Investors can’t argue with zero.
Parplus Partners, which runs a volatility strategy designed to protect investors in down markets, will never charge a management fee, its founder insists. Instead, the hedge fund, the Parplus Equity Fund, only gets paid a performance fee when it beats the Standard & Poor’s 500 stock index.
“Eat what you kill. That’s what I’ve been doing for 34 years,” said James Carney, founder and CEO of Parplus.
Parplus got its start in 2017 and started taking in outside capital in the summer of 2019. For Parplus, which has about $500 million in assets, a management fee would have amounted to about $6.4 million last year, assuming it charged 1.27 percent, the average North American hedge fund management fee in 2019, according to Eurekahedge.
Carney, a former proprietary trader who led the volatility team for Royal Bank of Canada, said he’s confident that his model will work, particularly given the sheer size of the opportunity in volatility trading for asset managers like Parplus since the banks have left the market in the past decade.
“Most of my career I’ve been a proprietary trader and I’ve only been paid for what I make,” said Carney. He argued that there is no reason hedge fund managers should operate any differently.
Parplus might not be bringing in any revenue from management fees, but performance fees — when the firm can charge them — should make up for that. Parplus takes one-third of profits, far higher than the average performance fee of 15 percent. It levies these fees only on gains above the benchmark.
Carney declined to say how the fund performed last year, except to say that it beat the S&P 500 in 2019. That's not bad in a year when the SPDR S&P 500 ETF Trust gained 31.22 percent.

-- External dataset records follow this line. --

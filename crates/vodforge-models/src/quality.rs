//! Rendition quality catalog.

use schemars::JsonSchema;
use serde::{Deserialize, Serialize};
use std::fmt;
use std::str::FromStr;

/// A named target encoding rung.
///
/// Exactly these five labels are supported; the ladder is ordered
/// highest resolution first.
#[derive(Debug, Clone, Copy, PartialEq, Eq, Hash, Serialize, Deserialize, JsonSchema)]
pub enum QualityLabel {
    #[serde(rename = "1080p")]
    P1080,
    #[serde(rename = "720p")]
    P720,
    #[serde(rename = "480p")]
    P480,
    #[serde(rename = "360p")]
    P360,
    #[serde(rename = "240p")]
    P240,
}

/// The full ladder, highest first.
pub const LADDER: [QualityLabel; 5] = [
    QualityLabel::P1080,
    QualityLabel::P720,
    QualityLabel::P480,
    QualityLabel::P360,
    QualityLabel::P240,
];

impl QualityLabel {
    pub fn as_str(&self) -> &'static str {
        match self {
            QualityLabel::P1080 => "1080p",
            QualityLabel::P720 => "720p",
            QualityLabel::P480 => "480p",
            QualityLabel::P360 => "360p",
            QualityLabel::P240 => "240p",
        }
    }

    /// Target frame height in pixels.
    pub fn height(&self) -> u32 {
        match self {
            QualityLabel::P1080 => 1080,
            QualityLabel::P720 => 720,
            QualityLabel::P480 => 480,
            QualityLabel::P360 => 360,
            QualityLabel::P240 => 240,
        }
    }
}

impl fmt::Display for QualityLabel {
    fn fmt(&self, f: &mut fmt::Formatter<'_>) -> fmt::Result {
        write!(f, "{}", self.as_str())
    }
}

impl FromStr for QualityLabel {
    type Err = UnknownQualityLabel;

    fn from_str(s: &str) -> Result<Self, Self::Err> {
        match s {
            "1080p" => Ok(QualityLabel::P1080),
            "720p" => Ok(QualityLabel::P720),
            "480p" => Ok(QualityLabel::P480),
            "360p" => Ok(QualityLabel::P360),
            "240p" => Ok(QualityLabel::P240),
            _ => Err(UnknownQualityLabel(s.to_string())),
        }
    }
}

/// Error for unrecognized quality label strings.
#[derive(Debug, Clone, thiserror::Error)]
#[error("Unknown quality label: {0}")]
pub struct UnknownQualityLabel(pub String);

/// Encoding parameters for one quality rung.
#[derive(Debug, Clone, Serialize, Deserialize, JsonSchema)]
pub struct QualityProfile {
    /// Quality label
    pub label: QualityLabel,
    /// Frame width in pixels
    pub width: u32,
    /// Frame height in pixels
    pub height: u32,
    /// Video bitrate (FFmpeg notation, e.g. "5000k")
    pub video_bitrate: String,
    /// Audio bitrate (FFmpeg notation, e.g. "192k")
    pub audio_bitrate: String,
    /// Frame rate
    pub fps: u32,
    /// H.264 encoder profile ("baseline", "main", "high")
    pub profile: String,
}

impl QualityProfile {
    fn new(
        label: QualityLabel,
        width: u32,
        height: u32,
        video_bitrate: &str,
        audio_bitrate: &str,
        profile: &str,
    ) -> Self {
        Self {
            label,
            width,
            height,
            video_bitrate: video_bitrate.to_string(),
            audio_bitrate: audio_bitrate.to_string(),
            fps: 30,
            profile: profile.to_string(),
        }
    }

    /// Approximate peak bandwidth in bits/second, for manifest variant
    /// entries (video + audio).
    pub fn bandwidth(&self) -> u64 {
        parse_bitrate(&self.video_bitrate) + parse_bitrate(&self.audio_bitrate)
    }
}

/// Parse an FFmpeg-style bitrate string ("5000k", "1m") into bits/second.
fn parse_bitrate(s: &str) -> u64 {
    let s = s.trim().to_lowercase();
    if let Some(v) = s.strip_suffix('k') {
        v.parse::<u64>().unwrap_or(0) * 1_000
    } else if let Some(v) = s.strip_suffix('m') {
        v.parse::<u64>().unwrap_or(0) * 1_000_000
    } else {
        s.parse::<u64>().unwrap_or(0)
    }
}

/// Static table of supported rendition profiles.
///
/// Pure data: exactly one entry per supported label, ordered highest
/// resolution first.
#[derive(Debug, Clone, Serialize, Deserialize, JsonSchema)]
pub struct QualityCatalog {
    profiles: Vec<QualityProfile>,
}

impl Default for QualityCatalog {
    fn default() -> Self {
        Self {
            profiles: vec![
                QualityProfile::new(QualityLabel::P1080, 1920, 1080, "5000k", "192k", "high"),
                QualityProfile::new(QualityLabel::P720, 1280, 720, "2800k", "128k", "main"),
                QualityProfile::new(QualityLabel::P480, 854, 480, "1400k", "128k", "main"),
                QualityProfile::new(QualityLabel::P360, 640, 360, "800k", "96k", "baseline"),
                QualityProfile::new(QualityLabel::P240, 426, 240, "400k", "64k", "baseline"),
            ],
        }
    }
}

impl QualityCatalog {
    pub fn new() -> Self {
        Self::default()
    }

    /// Look up the profile for a label. Every label has exactly one entry.
    pub fn profile(&self, label: QualityLabel) -> &QualityProfile {
        self.profiles
            .iter()
            .find(|p| p.label == label)
            .expect("catalog holds one profile per label")
    }

    /// All profiles, highest resolution first.
    pub fn profiles(&self) -> &[QualityProfile] {
        &self.profiles
    }

    /// All labels, highest resolution first.
    pub fn labels(&self) -> impl Iterator<Item = QualityLabel> + '_ {
        self.profiles.iter().map(|p| p.label)
    }

    /// The lowest rung of the ladder.
    pub fn lowest(&self) -> QualityLabel {
        self.profiles
            .last()
            .map(|p| p.label)
            .expect("catalog is never empty")
    }
}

For years, hedge funds have been under pressure to lower their fees, in part because their strategies have been underperforming simpler investments during the long bull market. Last year, global hedge fund management and performance fees fell to new lows.
Parplus is employing its novel fee strategy at a time when even traditional asset managers are considering new models. Westwood, a traditional active manager that recently started offering investors a number of different fee options, argues that the problem for active management is not high fees, but rather that they charge investors during inevitable periods of underperformance.
[II Deep Dive: Hedge Fund Fees Plummeted Further in 2019]
Carney’s strategy for Parplus is to invest in S&P 500 index positions, with a portion of the fund’s portfolio set aside for volatility trading through VIX options and VIX ETFs.
Parplus chose the S&P 500 as the fund’s hurdle as a way to be completely transparent to investors and make it easy for them to judge whether the fund’s strategy has succeeded in any particular year.
“I wanted to be a clear alternative to indexing,” said Carney, adding, “Investors don’t want to pay for beta.”
The fund shines in downturns, such as the fourth quarter of 2018, Carney said. For a volatility trader like Parplus, that could mean a long period without management fees.
“In a year like 2019, there aren’t as many opportunities in vol. You have to be patient,” Carney said. “But when there is turmoil, things change.”